Güç...
Yazar: Erdal İzgi
Bir yılda, bir asırlık varlık tükettiğimiz dünyada, canlı neslini hızla yok ettiğimiz yaşamda tek temel değer olmanın zaferini ilan etmiştir.
Bir toplumda; "sen benim kim olduğumu biliyor musun?" çıkışları artmışsa, o toplumda güçlü-güçsüz ilişkileri dengesiz cephe haline gelmiştir.
Başarılı, bilgili, kültürlü, mutlu, huzurlu, iyi niyetli, uzlaşmacı, sağduyulu, hoşgörülü, ortak akılcı, toplumsal düşünceli, katılımcı, ilkeli, prensiplere bağlı, yasalara uyumlu, paylaşımcı olmak yetmez.
Seni güçlü kılıyor mu, ona bakacaksın!
İnsanlar arası, kıtalararası yaşam felsefesi olmuştur GÜÇ.
***
Bildiğimiz ama dillendiremediğimiz farklı bir kültürün içindeyiz.
Tüm ilişkiler onun üzerine oluşmaya başladı.
Birey olma hakkımızın bile oraya bağlı olduğuna inanıyoruz.
Siyasi, ticari, içtimai, askeri ve hatta seksi hareketlerde akla gelen ilk soru oluyor;
"Şimdi kimin borusu ötecek?"
Çünkü şartlanmışız...
Güçlü olanın denetleme, emretme, yönetme hakkı vardır!
***
Güç kültürü; sevgi-saygının değil, sebeplenme-nemalanmanın abi-ağa-reis-patron olgularını yaratmıştır.
O ağabeyler, siyasetten ticarete, genelden yerele yönetme hakkını kendilerinde görmeye başlamıştır.
"Güç bendeyse, kimse beni konuşamaz, yazamaz, dokunamaz" zihniyetindedir.

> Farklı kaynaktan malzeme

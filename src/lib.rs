// Copyright (c) 2025-2026 Adrian Robinson. Licensed under the AGPL-3.0.
// See LICENSE file in the project root for full license text.

//! Replication batching and verification engine.
//!
//! Tracks, on a secondary site, the replication and verification lifecycle of
//! records owned by a primary site. One registry row exists per replicable
//! record; two state machines run over each row (sync and verification), and
//! a cursor-based batcher walks the id space so background schedulers can
//! work the backlog in bounded slices.
//!
//! ```text
//!                        ┌─────────────────┐
//!     source id table ──▶│     Batcher     │──▶ id ranges
//!   registry id table ──▶│  (next_range)   │
//!                        └────────┬────────┘
//!                                 │ cursor
//!                        ┌────────▼────────┐
//!                        │   CursorCache   │  (Redis or in-memory,
//!                        └─────────────────┘   loss-tolerant)
//!
//!                        ┌─────────────────┐
//!        id range ──────▶│  RegistryStore  │──▶ registry rows (SQLite)
//!                        │                 │
//!   sync workers ───────▶│ start_sync      │   pending → started
//!                        │ mark_synced     │   started → synced
//!                        │ mark_failed     │   * → failed (+ backoff)
//!                        │ mark_pending    │   terminal → pending
//!                        │                 │
//!   verify workers ─────▶│ *_batch claims  │   atomic claim + start
//!                        │ track_checksum_ │   succeeded / failed /
//!                        │   attempt       │   mismatch bookkeeping
//!                        └─────────────────┘
//! ```
//!
//! The engine is storage-facing only: actually transferring content and
//! computing checksums belong to the caller, plugged in through the
//! [`Replicator`] trait and the checksum closure of
//! [`track_checksum_attempt`](store::RegistryStore::track_checksum_attempt).
//!
//! # Durability Model
//!
//! Registry rows are the durable source of truth (SQLite, WAL). The batch
//! cursor lives in a cache and may vanish at any time; losing it restarts the
//! scan from the beginning, which re-covers ids but never skips them.
//! Downstream operations are idempotent, so double-processing an id is wasted
//! work rather than corruption.

pub mod backoff;
pub mod cache;
pub mod config;
pub mod cursor;
pub mod error;
pub mod metrics;
pub mod registry;
pub mod replicator;
pub mod store;

mod sync;
mod verification;

pub use cache::{CursorCache, MemoryCursorCache, RedisCursorCache};
pub use config::EngineConfig;
pub use cursor::{Batcher, IdTable, MemoryIdTable};
pub use error::{EngineError, Result};
pub use registry::{Registry, SyncState, VerificationState, MAX_FAILURE_MESSAGE_LEN};
pub use replicator::{Replicator, StaticReplicator};
pub use store::{RegistryStore, SortOrder};
pub use verification::CHECKSUM_MISMATCH_MESSAGE;
// Copyright (c) 2025-2026 Adrian Robinson. Licensed under the AGPL-3.0.
// See LICENSE file in the project root for full license text.

//! The batch cursor: resumable, non-overlapping id ranges over two tables.
//!
//! A [`Batcher`] hands out contiguous id ranges for an external scheduler to
//! process. It scans *two* tables at once: the source table (the records to
//! replicate) and the destination registry table (keyed by
//! `model_record_id`). The union matters because registry rows can reference
//! ids that no longer exist in the source (orphans) - a cursor that only
//! looked at the source would stall in front of them forever.
//!
//! # Cursor Semantics
//!
//! The cursor stores the **last id covered by a handed-out range** in a
//! volatile cache. The next range starts at `cursor + 1` (exclusive resume).
//!
//! ```text
//! next_range(1000) → 1..=1000 → persist cursor 1000
//!                    (cache evicted here = re-scan from minimum, idempotent)
//! next_range(1000) → 1001..=1843 → persist cursor 1843
//! next_range(1000) → None, cursor cleared (scan finished, next tick restarts)
//! ```
//!
//! # Range Construction
//!
//! For a batch starting at `first`, each side reports the last id within its
//! next `batch_size` ids and whether more ids exist beyond:
//!
//! - both sides have more ⇒ the *smaller* batch end (neither side skips ids)
//! - one side has more ⇒ that side's batch end
//! - neither has more ⇒ the largest remaining id across both (one final
//!   range that covers the stragglers, including far-out orphans)
//!
//! # Concurrency
//!
//! Advancing the cursor is a read-then-write against a cache key, not a
//! transaction. Two racing batchers may hand out overlapping ranges; that is
//! tolerated because re-syncing an already-synced id is a no-op.

use crate::cache::CursorCache;
use crate::error::{EngineError, Result};
use std::collections::BTreeSet;
use std::future::Future;
use std::ops::RangeInclusive;
use std::pin::Pin;
use std::sync::Arc;
use tokio::sync::RwLock;
use tracing::{debug, info};

/// Type alias for boxed async futures (reduces trait signature complexity).
pub type BoxFuture<'a, T> = Pin<Box<dyn Future<Output = T> + Send + 'a>>;

/// Ordered view over the ids present in a table.
///
/// The source side is whatever storage holds the replicable records; the
/// destination side is the registry table's `model_record_id` column. The
/// trait keeps the batcher independent of where either actually lives.
pub trait IdTable: Send + Sync + 'static {
    /// Smallest id present, or `None` if the table is empty.
    fn min_id(&self) -> BoxFuture<'_, Result<Option<i64>>>;

    /// Scan forward from `from` (inclusive): the last id within the next
    /// `batch_size` ids, plus whether any ids exist beyond that batch.
    fn batch_end(&self, from: i64, batch_size: u32) -> BoxFuture<'_, Result<(Option<i64>, bool)>>;
}

/// In-memory [`IdTable`] for tests and standalone use.
#[derive(Default)]
pub struct MemoryIdTable {
    ids: Arc<RwLock<BTreeSet<i64>>>,
}

impl MemoryIdTable {
    pub fn new() -> Self {
        Self::default()
    }

    pub async fn from_ids(ids: impl IntoIterator<Item = i64>) -> Self {
        let table = Self::new();
        table.ids.write().await.extend(ids);
        table
    }

    pub async fn insert(&self, id: i64) {
        self.ids.write().await.insert(id);
    }

    pub async fn remove(&self, id: i64) {
        self.ids.write().await.remove(&id);
    }

    pub async fn len(&self) -> usize {
        self.ids.read().await.len()
    }

    pub async fn is_empty(&self) -> bool {
        self.ids.read().await.is_empty()
    }
}

impl IdTable for MemoryIdTable {
    fn min_id(&self) -> BoxFuture<'_, Result<Option<i64>>> {
        Box::pin(async move { Ok(self.ids.read().await.iter().next().copied()) })
    }

    fn batch_end(&self, from: i64, batch_size: u32) -> BoxFuture<'_, Result<(Option<i64>, bool)>> {
        Box::pin(async move {
            let ids = self.ids.read().await;
            let mut tail = ids.range(from..);
            let batch: Vec<i64> = tail.by_ref().take(batch_size as usize).copied().collect();
            let more = tail.next().is_some();
            Ok((batch.last().copied(), more))
        })
    }
}

/// Hands out monotonically advancing id ranges over source ∪ destination.
///
/// One `Batcher` per (record type, site) pair; the `key` keeps cursor cache
/// entries apart. Wrap in an `Arc` when multiple tasks share it.
pub struct Batcher {
    key: String,
    source: Arc<dyn IdTable>,
    destination: Arc<dyn IdTable>,
    cache: Arc<dyn CursorCache>,
}

impl Batcher {
    /// Create a batcher. `key` is an opaque identity string; it should be
    /// stable across restarts so the cursor survives process churn (as long
    /// as the cache itself does).
    pub fn new(
        key: impl Into<String>,
        source: Arc<dyn IdTable>,
        destination: Arc<dyn IdTable>,
        cache: Arc<dyn CursorCache>,
    ) -> Self {
        Self {
            key: key.into(),
            source,
            destination,
            cache,
        }
    }

    fn cache_key(&self) -> String {
        format!("{}:last_id", self.key)
    }

    /// Next contiguous id range to process, or `None` when the scan is done.
    ///
    /// Returning `None` also clears the cursor, so the *next* call restarts
    /// from the table minimum - the scan loops over the tables continuously.
    /// Ids within a range are intended to be processed in ascending order.
    ///
    /// # Errors
    ///
    /// Fails fast on `batch_size == 0`. Table errors propagate; cache errors
    /// do not (a dead cache degrades to cold starts).
    pub async fn next_range(&self, batch_size: u32) -> Result<Option<RangeInclusive<i64>>> {
        if batch_size == 0 {
            return Err(EngineError::InvalidArgument(
                "batch_size must be positive".to_string(),
            ));
        }

        let first = match self.cache.get(&self.cache_key()).await {
            Some(last) => last + 1,
            None => {
                // Cold start: the true minimum across both tables, so orphans
                // below the source minimum are still covered.
                let source_min = self.source.min_id().await?;
                let dest_min = self.destination.min_id().await?;
                match source_min.into_iter().chain(dest_min).min() {
                    Some(min) => {
                        info!(key = %self.key, start = min, "Batcher cold start");
                        crate::metrics::record_cursor_cold_start(&self.key);
                        min
                    }
                    None => return Ok(None), // Both tables empty
                }
            }
        };

        let (source_end, source_more) = self.source.batch_end(first, batch_size).await?;
        let (dest_end, dest_more) = self.destination.batch_end(first, batch_size).await?;

        let last = match (source_end, dest_end) {
            (Some(s), Some(d)) if source_more && dest_more => Some(s.min(d)),
            (Some(s), _) if source_more => Some(s),
            (_, Some(d)) if dest_more => Some(d),
            (s, d) => s.into_iter().chain(d).max(),
        };

        match last {
            Some(last) => {
                self.cache.set(&self.cache_key(), last).await;
                debug!(key = %self.key, first, last, "Handing out batch range");
                crate::metrics::record_next_range(&self.key, (last - first + 1) as u64);
                Ok(Some(first..=last))
            }
            None => {
                // Scan exhausted. Clear the cursor so the next call restarts
                // from the minimum and picks up rows created in the meantime.
                self.cache.clear(&self.cache_key()).await;
                debug!(key = %self.key, "Batch scan exhausted, cursor cleared");
                Ok(None)
            }
        }
    }

    /// Explicitly forget the cursor. The next [`next_range`](Self::next_range)
    /// call restarts from the true minimum.
    pub async fn reset(&self) {
        self.cache.clear(&self.cache_key()).await;
    }
}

Dikkatle baktığınızda, toplumsal sessizlik içinde giderek aynaya sığmaz olduklarını ve "her şeyi bilen" noktalara taşındığını görürsünüz.
Geçmişlerini bilmenize rağmen haklılığını kabul edersiniz. Sorgulamayı, anlatmayı, düşündükçe imalı gülümsemeyi bile bırakırsınız.
Çünkü onlar güçlüdür, abidir, reistir, patrondur...
Nasıl oldukları değil, ne oldukları önemlidir.
***
Ne yazık ki;
"Ya güçlü olacaksın, ya da güçlü ekibin parçası" virüsü beyinlere girmiştir.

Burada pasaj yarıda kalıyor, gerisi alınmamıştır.